Assignment.
What is needed is an exact transcription of every record.

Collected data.
>>
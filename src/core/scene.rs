// Copyright @yucwang 2026

use crate::core::bxdf::BxDF;
use crate::core::camera::Camera;
use crate::core::geometry::Geometry;
use crate::core::integrator::Integrator;
use crate::core::material::Material;
use crate::math::aabb::AABB;
use crate::math::constants::UInt;

/// The loaded scene graph. Geometries, materials and bxdfs live in flat
/// lists ordered by declaration; cross references between them are plain
/// indices into those lists. The light list is derived after material
/// binding and holds indices of geometries whose material emits.
pub struct Scene {
    geometries: Vec<Geometry>,
    materials: Vec<Material>,
    bxdfs: Vec<BxDF>,
    lights: Vec<usize>,
    camera: Camera,
    integrator: Option<Integrator>,
    pixel_sample_length: UInt,
    base_dir: std::path::PathBuf,
}

impl Scene {
    pub fn new() -> Self {
        Self {
            geometries: Vec::new(),
            materials: Vec::new(),
            bxdfs: Vec::new(),
            lights: Vec::new(),
            camera: Camera::default(),
            integrator: None,
            pixel_sample_length: 1,
            base_dir: std::path::PathBuf::new(),
        }
    }

    pub fn geometries(&self) -> &Vec<Geometry> {
        &self.geometries
    }

    pub fn geometries_mut(&mut self) -> &mut Vec<Geometry> {
        &mut self.geometries
    }

    pub fn add_geometry(&mut self, geometry: Geometry) {
        self.geometries.push(geometry);
    }

    pub fn materials(&self) -> &Vec<Material> {
        &self.materials
    }

    pub fn materials_mut(&mut self) -> &mut Vec<Material> {
        &mut self.materials
    }

    pub fn add_material(&mut self, material: Material) {
        self.materials.push(material);
    }

    pub fn bxdfs(&self) -> &Vec<BxDF> {
        &self.bxdfs
    }

    pub fn add_bxdf(&mut self, bxdf: BxDF) {
        self.bxdfs.push(bxdf);
    }

    pub fn lights(&self) -> &Vec<usize> {
        &self.lights
    }

    pub fn add_light(&mut self, geometry_index: usize) {
        self.lights.push(geometry_index);
    }

    pub fn camera(&self) -> &Camera {
        &self.camera
    }

    pub fn set_camera(&mut self, camera: Camera) {
        self.camera = camera;
    }

    pub fn integrator(&self) -> Option<&Integrator> {
        self.integrator.as_ref()
    }

    pub fn set_integrator(&mut self, integrator: Integrator) {
        self.integrator = Some(integrator);
    }

    pub fn pixel_sample_length(&self) -> UInt {
        self.pixel_sample_length
    }

    pub fn set_pixel_sample_length(&mut self, pixel_sample_length: UInt) {
        self.pixel_sample_length = pixel_sample_length;
    }

    pub fn set_base_dir(&mut self, base_dir: std::path::PathBuf) {
        self.base_dir = base_dir;
    }

    pub fn base_dir(&self) -> &std::path::Path {
        &self.base_dir
    }

    pub fn len(&self) -> usize {
        self.geometries.len()
    }

    pub fn is_empty(&self) -> bool {
        self.geometries.is_empty()
    }

    /// Union of the world bounds of every finalized geometry.
    pub fn bounds(&self) -> AABB {
        let mut bounds = AABB::default();
        for geometry in &self.geometries {
            if geometry.bounds().is_valid() {
                bounds.expand_by_aabb(&geometry.bounds());
            }
        }
        bounds
    }
}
<<
Solution below.
filename src/core/scene.rs
// Copyright @yucwang 2026

use crate::core::bxdf::BxDF;
use crate::core::camera::Camera;
use crate::core::geometry::Geometry;
use crate::core::integrator::Integrator;
use crate::core::material::Material;
use crate::math::aabb::AABB;
use crate::math::constants::UInt;

/// The loaded scene graph. Geometries, materials and bxdfs live in flat
/// lists ordered by declaration; cross references between them are plain
/// indices into those lists. The light list is derived after material
/// binding and holds indices of geometries whose material emits.
pub struct Scene {
    geometries: Vec<Geometry>,
    materials: Vec<Material>,
    bxdfs: Vec<BxDF>,
    lights: Vec<usize>,
    camera: Camera,
    integrator: Option<Integrator>,
    pixel_sample_length: UInt,
    base_dir: std::path::PathBuf,
}

impl Scene {
    pub fn new() -> Self {
        Self {
            geometries: Vec::new(),
            materials: Vec::new(),
            bxdfs: Vec::new(),
            lights: Vec::new(),
            camera: Camera::default(),
            integrator: None,
            pixel_sample_length: 1,
            base_dir: std::path::PathBuf::new(),
        }
    }

    pub fn geometries(&self) -> &Vec<Geometry> {
        &self.geometries
    }

    pub fn geometries_mut(&mut self) -> &mut Vec<Geometry> {
        &mut self.geometries
    }

    pub fn add_geometry(&mut self, geometry: Geometry) {
        self.geometries.push(geometry);
    }

    pub fn materials(&self) -> &Vec<Material> {
        &self.materials
    }

    pub fn materials_mut(&mut self) -> &mut Vec<Material> {
        &mut self.materials
    }

    pub fn add_material(&mut self, material: Material) {
        self.materials.push(material);
    }

    pub fn bxdfs(&self) -> &Vec<BxDF> {
        &self.bxdfs
    }

    pub fn add_bxdf(&mut self, bxdf: BxDF) {
        self.bxdfs.push(bxdf);
    }

    pub fn lights(&self) -> &Vec<usize> {
        &self.lights
    }

    pub fn add_light(&mut self, geometry_index: usize) {
        self.lights.push(geometry_index);
    }

    pub fn camera(&self) -> &Camera {
        &self.camera
    }

    pub fn set_camera(&mut self, camera: Camera) {
        self.camera = camera;
    }

    pub fn integrator(&self) -> Option<&Integrator> {
        self.integrator.as_ref()
    }

    pub fn set_integrator(&mut self, integrator: Integrator) {
        self.integrator = Some(integrator);
    }

    pub fn pixel_sample_length(&self) -> UInt {
        self.pixel_sample_length
    }

    pub fn set_pixel_sample_length(&mut self, pixel_sample_length: UInt) {
        self.pixel_sample_length = pixel_sample_length;
    }

    pub fn set_base_dir(&mut self, base_dir: std::path::PathBuf) {
        self.base_dir = base_dir;
    }

    pub fn base_dir(&self) -> &std::path::Path {
        &self.base_dir
    }

    pub fn len(&self) -> usize {
        self.geometries.len()
    }

    pub fn is_empty(&self) -> bool {
        self.geometries.is_empty()
    }

    /// Union of the world bounds of every finalized geometry.
    pub fn bounds(&self) -> AABB {
        let mut bounds = AABB::default();
        for geometry in &self.geometries {
            if geometry.bounds().is_valid() {
                bounds.expand_by_aabb(&geometry.bounds());
            }
        }
        bounds
    }
}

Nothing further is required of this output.